2 – Les difficultés de maîtrise du métalangage relatif à la langue.

Les difficultés d’accession à une parole abstraite vont de pair avec les difficultés de maîtrise du métalangage relatif à la langue. Autrement dit, les apprenants ont du mal à maîtriser la connaissance de ce que sont un mot, une lettre, une phrase, une ligne, … En découle parfois une incompréhension de notre part, assortie d’une demande d’explicitation des propos de l’apprenant.

Voici un exemple extrait du troisième EdE avec Christophe : un exercice présente un mot-cible – « cheval » - avec son dessin correspondant et une liste de mots à côté. Il s’agit de mettre entre parenthèses les mots de cette liste qui ne contiennent pas la lettre « a ».

M : et là vous avez souligné « cheval »

C : ben ouais

M : hum

C : ouais parce qu’y était pas dans, dans la phrase, dans les phrases

M : dans les phrases ?

C : dans, dans les lignes euh, où c’est que, auprès du dessin

Ici, Christophe fait une confusion entre la phrase et la ligne, d’où notre incompréhension de ses propos.

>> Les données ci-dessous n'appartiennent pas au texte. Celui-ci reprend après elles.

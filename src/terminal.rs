// SPDX-License-Identifier: GPL-3.0-only

//! Terminal front end
//!
//! Runs the scanner page in the alternate screen. Input is polled with a
//! short timeout so engine events and timers are drained between keys.

use crate::app::{AppModel, Message};
use crate::constants::timing;
use crossterm::{
    event::{self, Event, KeyCode, KeyEvent, KeyEventKind, KeyModifiers},
    execute,
    terminal::{EnterAlternateScreen, LeaveAlternateScreen, disable_raw_mode, enable_raw_mode},
};
use ratatui::{Terminal, backend::CrosstermBackend};
use std::io::{self, stdout};
use std::time::{Duration, Instant};
use tracing::info;

/// Run the scanner page until the user quits
pub fn run(mut model: AppModel) -> Result<(), Box<dyn std::error::Error>> {
    enable_raw_mode()?;
    let mut stdout = stdout();
    execute!(stdout, EnterAlternateScreen)?;
    let backend = CrosstermBackend::new(stdout);
    let mut terminal = Terminal::new(backend)?;

    let result = run_app(&mut terminal, &mut model);

    // Release the camera before handing the terminal back
    model.scanner.shutdown();

    disable_raw_mode()?;
    execute!(terminal.backend_mut(), LeaveAlternateScreen)?;
    terminal.show_cursor()?;

    result
}

fn run_app(
    terminal: &mut Terminal<CrosstermBackend<io::Stdout>>,
    model: &mut AppModel,
) -> Result<(), Box<dyn std::error::Error>> {
    info!(engine = model.scanner.engine_name(), "Terminal UI started");
    let poll_interval = Duration::from_millis(timing::UI_POLL_INTERVAL_MS);

    while !model.should_quit {
        model.update(Message::Tick, Instant::now());

        let now = Instant::now();
        terminal.draw(|f| model.view(f, now))?;

        if event::poll(poll_interval)?
            && let Event::Key(key) = event::read()?
            && key.kind == KeyEventKind::Press
        {
            let message = key_to_message(key, model);
            model.update(message, Instant::now());
        }
    }

    Ok(())
}

/// Map a key press to a page message
pub fn key_to_message(key: KeyEvent, model: &AppModel) -> Message {
    if key.code == KeyCode::Char('c') && key.modifiers.contains(KeyModifiers::CONTROL) {
        return Message::Quit;
    }

    let has_result = model.scan_result.is_some();
    match key.code {
        KeyCode::Char('q') => Message::Quit,
        KeyCode::Enter => Message::Start,
        KeyCode::Char('x') => Message::Stop,
        KeyCode::Char('n') => Message::SwitchCamera,
        KeyCode::Char('f') => Message::ToggleTorch,
        KeyCode::Char('r') => Message::Retry,
        KeyCode::Char('l') => Message::RefreshCameras,
        KeyCode::Up | KeyCode::Char('k') => Message::SelectPreviousCamera,
        KeyCode::Down | KeyCode::Char('j') => Message::SelectNextCamera,
        KeyCode::Char('y') if has_result => Message::Copy,
        KeyCode::Char('o') if has_result => Message::Open,
        KeyCode::Char('s') if has_result => Message::Share,
        KeyCode::Char('m') if has_result => Message::ToggleOptions,
        KeyCode::Esc if has_result => Message::ClearResult,
        _ => Message::Noop,
    }
}

#[cfg(test)]
mod tests {
    use super::*;
    use crate::app::frame_processor::ScanResult;
    use crate::app::{ResultPresenter, ScannerController, SessionTiming};
    use crate::backends::camera::{DecodedPayload, ScanConfig, ScriptedEngine};
    use crate::platform::{CommandShare, Platform, SystemClipboard, SystemOpener, TerminalBell};

    fn model() -> AppModel {
        let scanner = ScannerController::new(
            Box::new(ScriptedEngine::new()),
            ScanConfig::default(),
            SessionTiming::default(),
        );
        let platform = Platform {
            clipboard: Box::new(SystemClipboard::default()),
            share: Box::new(CommandShare::new(None)),
            opener: Box::new(SystemOpener),
            feedback: Box::new(TerminalBell { enabled: false }),
        };
        AppModel::new(scanner, ResultPresenter::default(), platform)
    }

    fn press(code: KeyCode) -> KeyEvent {
        KeyEvent::new(code, KeyModifiers::NONE)
    }

    #[test]
    fn test_camera_keys() {
        let m = model();
        assert_eq!(key_to_message(press(KeyCode::Enter), &m), Message::Start);
        assert_eq!(key_to_message(press(KeyCode::Char('x')), &m), Message::Stop);
        assert_eq!(key_to_message(press(KeyCode::Char('n')), &m), Message::SwitchCamera);
        assert_eq!(key_to_message(press(KeyCode::Char('f')), &m), Message::ToggleTorch);
        assert_eq!(key_to_message(press(KeyCode::Down), &m), Message::SelectNextCamera);
    }

    #[test]
    fn test_ctrl_c_quits() {
        let m = model();
        let key = KeyEvent::new(KeyCode::Char('c'), KeyModifiers::CONTROL);
        assert_eq!(key_to_message(key, &m), Message::Quit);
        assert_eq!(key_to_message(press(KeyCode::Char('c')), &m), Message::Noop);
    }

    #[test]
    fn test_result_keys_need_a_result() {
        let mut m = model();
        assert_eq!(key_to_message(press(KeyCode::Char('y')), &m), Message::Noop);
        assert_eq!(key_to_message(press(KeyCode::Esc), &m), Message::Noop);

        m.scan_result = Some(ScanResult::new(DecodedPayload::qr("hello")));
        assert_eq!(key_to_message(press(KeyCode::Char('y')), &m), Message::Copy);
        assert_eq!(key_to_message(press(KeyCode::Char('s')), &m), Message::Share);
        assert_eq!(key_to_message(press(KeyCode::Esc), &m), Message::ClearResult);
    }
}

Cependant, il parvient à se corriger seul.

Avant le premier EdE, nous faisons un exercice avec Jean-Charles : une liste de mots est présentée, commençant par un « r » ou un « v ». Il s’agit de barrer les mots qui ne commencent pas par la même lettre que le mot-cible illustré par un dessin (en l’occurrence, le mot « roue »). Nous essayons de nous faire expliciter l’anaphore « le » dans les propos de Jean-Charles.

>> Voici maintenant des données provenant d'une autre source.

//! Spectral window functions
//!
//! Tapering multipliers applied in place to a sample buffer before spectral
//! or frequency analysis. Four variants are supported:
//! - Hann (index 0 left unscaled)
//! - Gauss (sigma = 0.4 of the half-width)
//! - Weedon-Gauss
//! - Blackman-Harris (4-term)
//!
//! # Example
//!
//! ```
//! use wavegraph_dsp::features::window::Window;
//!
//! let mut samples = vec![1.0f32; 8];
//! Window::BlackmanHarris.apply(&mut samples);
//! assert!(samples[0] < 0.001);
//! ```

use crate::error::GraphError;
use serde::{Deserialize, Serialize};
use std::f32::consts::PI;
use std::fmt;
use std::str::FromStr;

/// Blackman-Harris 4-term coefficients
const BH_A0: f32 = 0.35875;
const BH_A1: f32 = 0.48829;
const BH_A2: f32 = 0.14128;
const BH_A3: f32 = 0.01168;

/// Gauss window width relative to the half-length
const GAUSS_SIGMA: f32 = 0.4;

/// Weedon-Gauss exponent numerator (-250 * 0.4605)
const WEEDON_GAUSS_FACTOR: f32 = -250.0 * 0.4605;

/// Spectral window variant
#[derive(Debug, Clone, Copy, PartialEq, Eq, Hash, Serialize, Deserialize)]
#[serde(rename_all = "kebab-case")]
pub enum Window {
    /// Raised cosine
    Hann,
    /// Gaussian with sigma = 0.4 * (N-1)/2
    Gauss,
    /// Weedon's Gaussian variant, centred on N/2
    WeedonGauss,
    /// 4-term Blackman-Harris
    BlackmanHarris,
}

impl Window {
    /// All window variants
    pub const ALL: [Window; 4] = [
        Window::Hann,
        Window::Gauss,
        Window::WeedonGauss,
        Window::BlackmanHarris,
    ];

    /// Stable lowercase identifier, as accepted by `FromStr`
    pub fn name(&self) -> &'static str {
        match self {
            Window::Hann => "hann",
            Window::Gauss => "gauss",
            Window::WeedonGauss => "weedon-gauss",
            Window::BlackmanHarris => "blackman-harris",
        }
    }

    /// Weight for sample `i` of an `n`-sample buffer
    ///
    /// Only meaningful for `n >= 2`.
    pub fn weight(&self, i: usize, n: usize) -> f32 {
        let x = i as f32;
        let len = n as f32;
        match self {
            Window::Hann => {
                if i == 0 {
                    1.0
                } else {
                    0.5 * (1.0 - (2.0 * PI * x / (len - 1.0)).cos())
                }
            }
            Window::Gauss => {
                let k = (len - 1.0) / 2.0;
                let t = (x - k) / (GAUSS_SIGMA * k);
                (-0.5 * t * t).exp()
            }
            Window::WeedonGauss => {
                let k = WEEDON_GAUSS_FACTOR / (len * len);
                let d = len / 2.0;
                ((x - d) * (x - d) * k).exp()
            }
            Window::BlackmanHarris => {
                let f = PI * x / (len - 1.0);
                BH_A0 - BH_A1 * (2.0 * f).cos() + BH_A2 * (4.0 * f).cos()
                    - BH_A3 * (6.0 * f).cos()
            }
        }
    }

    /// Window coefficients for an `n`-sample buffer
    ///
    /// Buffers shorter than 2 samples get unit weights.
    pub fn coefficients(&self, n: usize) -> Vec<f32> {
        if n < 2 {
            return vec![1.0; n];
        }
        (0..n).map(|i| self.weight(i, n)).collect()
    }

    /// Multiply `samples` in place by this window
    ///
    /// Buffers shorter than 2 samples are left untouched: every variant
    /// divides by `N - 1` or `N`, which has no useful value there.
    pub fn apply(&self, samples: &mut [f32]) {
        let n = samples.len();
        if n < 2 {
            log::warn!(
                "{} window needs at least 2 samples, got {}; buffer left unchanged",
                self.name(),
                n
            );
            return;
        }

        for (i, sample) in samples.iter_mut().enumerate() {
            *sample *= self.weight(i, n);
        }
    }

    /// Return a windowed copy of `samples`
    pub fn applied(&self, samples: &[f32]) -> Vec<f32> {
        let mut out = samples.to_vec();
        self.apply(&mut out);
        out
    }
}

impl fmt::Display for Window {
    fn fmt(&self, f: &mut fmt::Formatter<'_>) -> fmt::Result {
        f.write_str(self.name())
    }
}

impl FromStr for Window {
    type Err = GraphError;

    fn from_str(s: &str) -> Result<Self, Self::Err> {
        let normalized = s.trim().to_ascii_lowercase().replace(&['_', ' '][..], "-");
        match normalized.as_str() {
            "hann" | "hanning" => Ok(Window::Hann),
            "gauss" | "gaussian" => Ok(Window::Gauss),
            "weedon-gauss" | "weedongauss" => Ok(Window::WeedonGauss),
            "blackman-harris" | "blackmanharris" => Ok(Window::BlackmanHarris),
            _ => Err(GraphError::InvalidInput(format!(
                "Unknown window function: {}",
                s
            ))),
        }
    }
}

M : vous m’avez dit : « il faut le laisser ». Qu’est-ce qui faut laisser ?

JC : ben le mot de la, le, la, … le nom de la roue, qu’est le « r »

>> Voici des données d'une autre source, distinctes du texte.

//! Listener registry with snapshot-then-notify delivery
//!
//! Notification walks a snapshot of the registered listeners, re-checking
//! membership before each call. A listener removed mid-notification (by
//! itself or by another listener) is never called again, and no other
//! listener is skipped or called twice.

use super::{InputListener, ListenerId, SharedListener};
use std::cell::RefCell;
use std::collections::BTreeMap;
use std::rc::Rc;

#[derive(Default)]
struct RegistryInner {
    next_id: u64,
    listeners: BTreeMap<ListenerId, SharedListener>,
    /// Removed while busy inside their own callback; `on_removed` still owed
    deferred_removed: Vec<SharedListener>,
}

/// Shared set of listeners keyed by identity
///
/// Cloning yields another handle to the same set. Delivery order is
/// registration order.
///
/// Outside the crate a handle can only inspect and detach. Registration
/// goes through [`Input::add_input_listener`](super::Input::add_input_listener)
/// so the block size is announced first, and delivery through the input.
///
/// ```compile_fail
/// use wavegraph_dsp::input::generator::{SignalGenerator, Waveform};
/// use wavegraph_dsp::input::Input;
///
/// let generator = SignalGenerator::new(8000, 64, Waveform::Sine, 100.0).unwrap();
/// generator.listener_registry().notify_buffer(&[0.0; 3]);
/// ```
///
/// ```compile_fail
/// use std::cell::RefCell;
/// use std::rc::Rc;
/// use wavegraph_dsp::input::generator::{SignalGenerator, Waveform};
/// use wavegraph_dsp::input::Input;
/// use wavegraph_dsp::signal::SignalBufferState;
///
/// let generator = SignalGenerator::new(8000, 64, Waveform::Sine, 100.0).unwrap();
/// let state = Rc::new(RefCell::new(SignalBufferState::new()));
/// generator.listener_registry().add(state);
/// ```
#[derive(Clone, Default)]
pub struct ListenerRegistry {
    inner: Rc<RefCell<RegistryInner>>,
}

impl ListenerRegistry {
    /// Create an empty registry
    pub(crate) fn new() -> Self {
        Self::default()
    }

    /// Register a listener and return its id
    pub(crate) fn add(&self, listener: SharedListener) -> ListenerId {
        let mut inner = self.inner.borrow_mut();
        let id = ListenerId(inner.next_id);
        inner.next_id += 1;
        inner.listeners.insert(id, listener);
        log::debug!("Registered {} ({} listeners)", id, inner.listeners.len());
        id
    }

    /// Unregister a listener, firing `on_removed` on it exactly once
    ///
    /// Returns `false` if `id` was not registered.
    pub fn remove(&self, id: ListenerId) -> bool {
        let removed = self.inner.borrow_mut().listeners.remove(&id);
        match removed {
            Some(listener) => {
                log::debug!("Removed {}", id);
                self.fire_removed(listener);
                true
            }
            None => false,
        }
    }

    /// Unregister every listener, firing `on_removed` on each
    ///
    /// Returns how many were removed.
    pub(crate) fn clear(&self) -> usize {
        let drained = std::mem::take(&mut self.inner.borrow_mut().listeners);
        let count = drained.len();
        for (_, listener) in drained {
            self.fire_removed(listener);
        }
        count
    }

    /// Whether `id` is currently registered
    pub fn contains(&self, id: ListenerId) -> bool {
        self.inner.borrow().listeners.contains_key(&id)
    }

    /// Number of registered listeners
    pub fn len(&self) -> usize {
        self.inner.borrow().listeners.len()
    }

    /// Whether no listener is registered
    pub fn is_empty(&self) -> bool {
        self.len() == 0
    }

    /// Registered ids in delivery order
    pub fn ids(&self) -> Vec<ListenerId> {
        self.inner.borrow().listeners.keys().copied().collect()
    }

    /// Announce a block size to every listener
    pub(crate) fn notify_block_size(&self, block_size: usize) {
        self.notify_each(&mut |listener| listener.on_block_size_changed(block_size));
    }

    /// Deliver a buffer to every listener
    pub(crate) fn notify_buffer(&self, buffer: &[f32]) {
        self.notify_each(&mut |listener| listener.on_buffer_updated(buffer));
    }

    fn snapshot(&self) -> Vec<(ListenerId, SharedListener)> {
        self.inner
            .borrow()
            .listeners
            .iter()
            .map(|(id, listener)| (*id, Rc::clone(listener)))
            .collect()
    }

    fn notify_each(&self, deliver: &mut dyn FnMut(&mut dyn InputListener)) {
        for (id, listener) in self.snapshot() {
            if !self.contains(id) {
                continue;
            }

            match listener.try_borrow_mut() {
                Ok(mut guard) => deliver(&mut *guard),
                Err(_) => {
                    log::warn!("{} is busy (re-entrant notification), skipped", id);
                }
            }

            self.flush_deferred();
        }
    }

    fn fire_removed(&self, listener: SharedListener) {
        let busy = listener
            .try_borrow_mut()
            .map(|mut guard| guard.on_removed())
            .is_err();
        // Still inside its own callback; finish the call first
        if busy {
            self.inner.borrow_mut().deferred_removed.push(listener);
        }
    }

    fn flush_deferred(&self) {
        let pending = std::mem::take(&mut self.inner.borrow_mut().deferred_removed);
        for listener in pending {
            self.fire_removed(listener);
        }
    }
}

impl std::fmt::Debug for ListenerRegistry {
    fn fmt(&self, f: &mut std::fmt::Formatter<'_>) -> std::fmt::Result {
        f.debug_struct("ListenerRegistry")
            .field("ids", &self.ids())
            .finish()
    }
}
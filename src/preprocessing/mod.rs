//! Sample preprocessing ahead of the buffer pipeline
//!
//! - Channel mixing (interleaved multi-channel to mono)

pub mod channel_mixer;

Ici, Jean-Charles ne parvient pas à accéder au concept de « lettre ». Il emploie à la place celui de « nom » qu’il confond dans un premier temps avec celui de « mot ».

Voici un second exemple de mise en défaut des capacités métalinguistiques lors du deuxième EdE avec Jean-Charles :

M : donc on vous demandait dans l’exercice de trouver

JC : le mot, le mot

M : le mot

JC : la lettre, la lettre [JC prend un ton affirmatif], c’est la lettre ?

Jean-Charles semble confondre « mot » et « lettre », mais il se corrige seul, tout en doutant de cette correction.

A travers ces difficultés métalinguistiques, nous pouvons pointer l’aspect paradoxal de notre premier dispositif : ce dernier vise à faire accéder les apprenants à une meilleure maîtrise du lire-écrire, avec un impact indirect sur leurs capacités relatives au métalangage. En même temps, ce dispositif nécessite une certaine habileté métalinguistique (ainsi, pour résoudre les exercices proposés, les apprenants doivent maîtriser a minima les concepts de « lettre », « mot », « ligne », …). Ce paradoxe se retrouve pour les facultés d’abstraction : les EdE ont pour objectif d’aider l’apprenant à développer ses capacités d’abstraction ; cependant les EdE sollicitent ces capacités.

Ces deux premiers points que nous avons développés font apparaître une mise en défaut des deux apprenants interrogés dans leurs capacités langagières orales et écrites ainsi que dans leurs capacités métalinguistiques. Ces entretiens les confrontent donc à l’échec, à l’erreur. Comment vivent-ils, dans le cadre de nos entretiens, le rapport à l’erreur ?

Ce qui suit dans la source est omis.